◆ **What you have to do**
For the data below, count the lines that have the string "AppError" and state that number by itself.

◆ **Raw data**
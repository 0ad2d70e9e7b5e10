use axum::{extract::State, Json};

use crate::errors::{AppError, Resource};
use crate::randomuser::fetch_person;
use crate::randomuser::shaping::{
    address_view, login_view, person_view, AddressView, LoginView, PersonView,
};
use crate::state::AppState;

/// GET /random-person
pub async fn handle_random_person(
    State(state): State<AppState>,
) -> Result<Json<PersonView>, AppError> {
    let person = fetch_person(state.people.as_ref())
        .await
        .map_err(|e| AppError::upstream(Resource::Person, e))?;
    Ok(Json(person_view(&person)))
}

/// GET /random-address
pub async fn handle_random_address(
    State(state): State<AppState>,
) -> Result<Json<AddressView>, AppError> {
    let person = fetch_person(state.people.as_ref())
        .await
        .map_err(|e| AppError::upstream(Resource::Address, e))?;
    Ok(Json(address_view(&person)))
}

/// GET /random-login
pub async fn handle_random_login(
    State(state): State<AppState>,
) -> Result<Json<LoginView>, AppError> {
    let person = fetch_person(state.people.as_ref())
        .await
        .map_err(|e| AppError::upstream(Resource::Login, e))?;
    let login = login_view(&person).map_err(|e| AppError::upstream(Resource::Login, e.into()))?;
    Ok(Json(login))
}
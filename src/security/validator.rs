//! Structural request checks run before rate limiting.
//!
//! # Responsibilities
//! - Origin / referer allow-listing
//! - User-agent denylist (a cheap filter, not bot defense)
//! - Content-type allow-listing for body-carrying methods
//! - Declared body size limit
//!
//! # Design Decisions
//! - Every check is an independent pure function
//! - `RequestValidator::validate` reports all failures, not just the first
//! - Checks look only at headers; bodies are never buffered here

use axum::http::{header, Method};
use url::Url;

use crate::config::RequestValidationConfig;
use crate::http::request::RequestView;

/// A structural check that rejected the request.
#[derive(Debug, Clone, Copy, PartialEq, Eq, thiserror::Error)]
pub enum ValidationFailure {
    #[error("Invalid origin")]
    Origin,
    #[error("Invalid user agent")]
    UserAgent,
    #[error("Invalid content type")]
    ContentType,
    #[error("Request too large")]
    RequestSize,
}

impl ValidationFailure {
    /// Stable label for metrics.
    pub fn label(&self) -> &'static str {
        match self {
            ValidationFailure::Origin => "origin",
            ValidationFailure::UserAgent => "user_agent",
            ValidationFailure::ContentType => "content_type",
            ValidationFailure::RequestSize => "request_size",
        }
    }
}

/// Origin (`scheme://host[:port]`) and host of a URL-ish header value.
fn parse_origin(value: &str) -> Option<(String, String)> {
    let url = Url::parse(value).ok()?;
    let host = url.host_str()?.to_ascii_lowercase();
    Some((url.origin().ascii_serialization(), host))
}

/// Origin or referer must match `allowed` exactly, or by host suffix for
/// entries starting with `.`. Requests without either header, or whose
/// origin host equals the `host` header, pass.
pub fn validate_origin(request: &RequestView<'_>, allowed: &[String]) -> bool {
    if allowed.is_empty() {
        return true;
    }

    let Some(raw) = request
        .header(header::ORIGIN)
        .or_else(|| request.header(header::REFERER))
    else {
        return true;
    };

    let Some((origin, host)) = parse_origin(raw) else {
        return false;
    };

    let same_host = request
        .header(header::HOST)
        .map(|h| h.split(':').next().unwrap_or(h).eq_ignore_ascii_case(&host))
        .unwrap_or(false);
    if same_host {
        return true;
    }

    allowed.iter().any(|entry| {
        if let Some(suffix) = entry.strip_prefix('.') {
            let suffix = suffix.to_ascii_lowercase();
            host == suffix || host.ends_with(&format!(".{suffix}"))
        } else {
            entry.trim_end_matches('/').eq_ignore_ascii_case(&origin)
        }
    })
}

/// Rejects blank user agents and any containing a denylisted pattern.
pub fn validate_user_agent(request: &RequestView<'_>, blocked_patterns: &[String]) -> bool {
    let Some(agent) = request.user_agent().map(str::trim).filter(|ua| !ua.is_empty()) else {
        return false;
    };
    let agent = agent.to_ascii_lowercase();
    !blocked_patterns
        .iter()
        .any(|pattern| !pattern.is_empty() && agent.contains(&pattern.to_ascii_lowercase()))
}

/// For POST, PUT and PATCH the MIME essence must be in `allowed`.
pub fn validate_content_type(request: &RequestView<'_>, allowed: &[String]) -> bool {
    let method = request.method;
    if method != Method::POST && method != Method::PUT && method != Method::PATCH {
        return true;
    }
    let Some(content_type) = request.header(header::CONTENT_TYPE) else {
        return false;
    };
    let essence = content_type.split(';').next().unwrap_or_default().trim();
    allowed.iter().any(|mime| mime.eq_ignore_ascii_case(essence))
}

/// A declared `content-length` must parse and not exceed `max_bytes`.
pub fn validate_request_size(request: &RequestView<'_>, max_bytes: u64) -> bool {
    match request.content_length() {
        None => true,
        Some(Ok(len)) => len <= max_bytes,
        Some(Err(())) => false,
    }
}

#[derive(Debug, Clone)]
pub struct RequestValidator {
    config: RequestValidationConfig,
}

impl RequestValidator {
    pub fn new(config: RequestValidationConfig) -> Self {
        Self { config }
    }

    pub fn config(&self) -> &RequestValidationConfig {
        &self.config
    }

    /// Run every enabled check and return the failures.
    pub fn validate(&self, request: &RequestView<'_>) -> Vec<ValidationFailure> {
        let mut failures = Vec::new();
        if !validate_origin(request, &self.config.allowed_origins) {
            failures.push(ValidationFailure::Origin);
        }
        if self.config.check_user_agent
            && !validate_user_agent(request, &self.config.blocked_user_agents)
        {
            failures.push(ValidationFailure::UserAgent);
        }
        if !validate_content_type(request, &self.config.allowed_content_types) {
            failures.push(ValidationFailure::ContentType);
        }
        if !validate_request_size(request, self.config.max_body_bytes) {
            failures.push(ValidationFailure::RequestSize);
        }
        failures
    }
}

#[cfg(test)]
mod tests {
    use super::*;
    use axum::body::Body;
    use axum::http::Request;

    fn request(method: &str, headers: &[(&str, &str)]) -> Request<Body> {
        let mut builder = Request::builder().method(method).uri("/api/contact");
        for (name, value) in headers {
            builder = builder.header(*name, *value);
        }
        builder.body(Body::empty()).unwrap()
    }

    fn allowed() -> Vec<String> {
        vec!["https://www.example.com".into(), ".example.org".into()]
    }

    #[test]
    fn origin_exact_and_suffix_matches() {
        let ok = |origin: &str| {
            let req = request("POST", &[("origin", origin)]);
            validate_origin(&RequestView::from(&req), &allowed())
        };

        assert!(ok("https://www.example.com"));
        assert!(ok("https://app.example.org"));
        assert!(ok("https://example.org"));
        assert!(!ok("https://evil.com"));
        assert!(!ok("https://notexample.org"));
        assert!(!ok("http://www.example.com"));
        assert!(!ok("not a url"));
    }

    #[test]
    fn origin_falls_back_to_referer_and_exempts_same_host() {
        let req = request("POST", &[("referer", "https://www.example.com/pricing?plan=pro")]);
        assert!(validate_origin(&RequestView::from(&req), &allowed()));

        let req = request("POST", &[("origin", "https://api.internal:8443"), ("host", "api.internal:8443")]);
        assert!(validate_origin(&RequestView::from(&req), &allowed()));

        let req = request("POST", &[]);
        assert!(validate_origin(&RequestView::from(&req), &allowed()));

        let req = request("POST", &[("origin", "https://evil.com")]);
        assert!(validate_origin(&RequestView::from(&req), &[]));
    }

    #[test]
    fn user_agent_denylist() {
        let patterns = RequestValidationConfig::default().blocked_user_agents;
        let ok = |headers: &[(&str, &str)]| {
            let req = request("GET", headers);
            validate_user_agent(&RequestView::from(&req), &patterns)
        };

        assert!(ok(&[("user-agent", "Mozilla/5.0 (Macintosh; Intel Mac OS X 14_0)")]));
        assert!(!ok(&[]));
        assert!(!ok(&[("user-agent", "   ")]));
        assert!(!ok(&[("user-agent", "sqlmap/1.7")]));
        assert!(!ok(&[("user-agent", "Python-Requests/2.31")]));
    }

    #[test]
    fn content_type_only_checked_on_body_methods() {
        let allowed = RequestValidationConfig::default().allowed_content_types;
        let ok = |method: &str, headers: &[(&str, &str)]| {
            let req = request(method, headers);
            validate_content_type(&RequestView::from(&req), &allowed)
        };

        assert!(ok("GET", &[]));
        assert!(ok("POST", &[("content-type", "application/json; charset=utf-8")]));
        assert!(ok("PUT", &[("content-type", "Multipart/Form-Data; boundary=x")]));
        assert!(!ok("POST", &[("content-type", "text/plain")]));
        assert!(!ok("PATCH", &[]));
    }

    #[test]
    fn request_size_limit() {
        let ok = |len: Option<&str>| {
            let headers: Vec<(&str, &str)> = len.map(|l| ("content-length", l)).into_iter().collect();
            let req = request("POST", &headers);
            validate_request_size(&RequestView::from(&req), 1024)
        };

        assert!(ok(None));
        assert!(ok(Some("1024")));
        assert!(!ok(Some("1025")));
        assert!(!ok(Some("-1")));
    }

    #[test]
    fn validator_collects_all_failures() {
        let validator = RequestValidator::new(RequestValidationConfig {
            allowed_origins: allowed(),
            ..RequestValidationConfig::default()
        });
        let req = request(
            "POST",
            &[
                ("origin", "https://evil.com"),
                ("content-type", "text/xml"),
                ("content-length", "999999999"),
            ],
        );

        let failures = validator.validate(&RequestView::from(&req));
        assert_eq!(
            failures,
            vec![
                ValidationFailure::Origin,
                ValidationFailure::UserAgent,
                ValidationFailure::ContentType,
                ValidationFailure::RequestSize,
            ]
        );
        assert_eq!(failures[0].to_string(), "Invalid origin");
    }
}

◆ **Exercise result**
8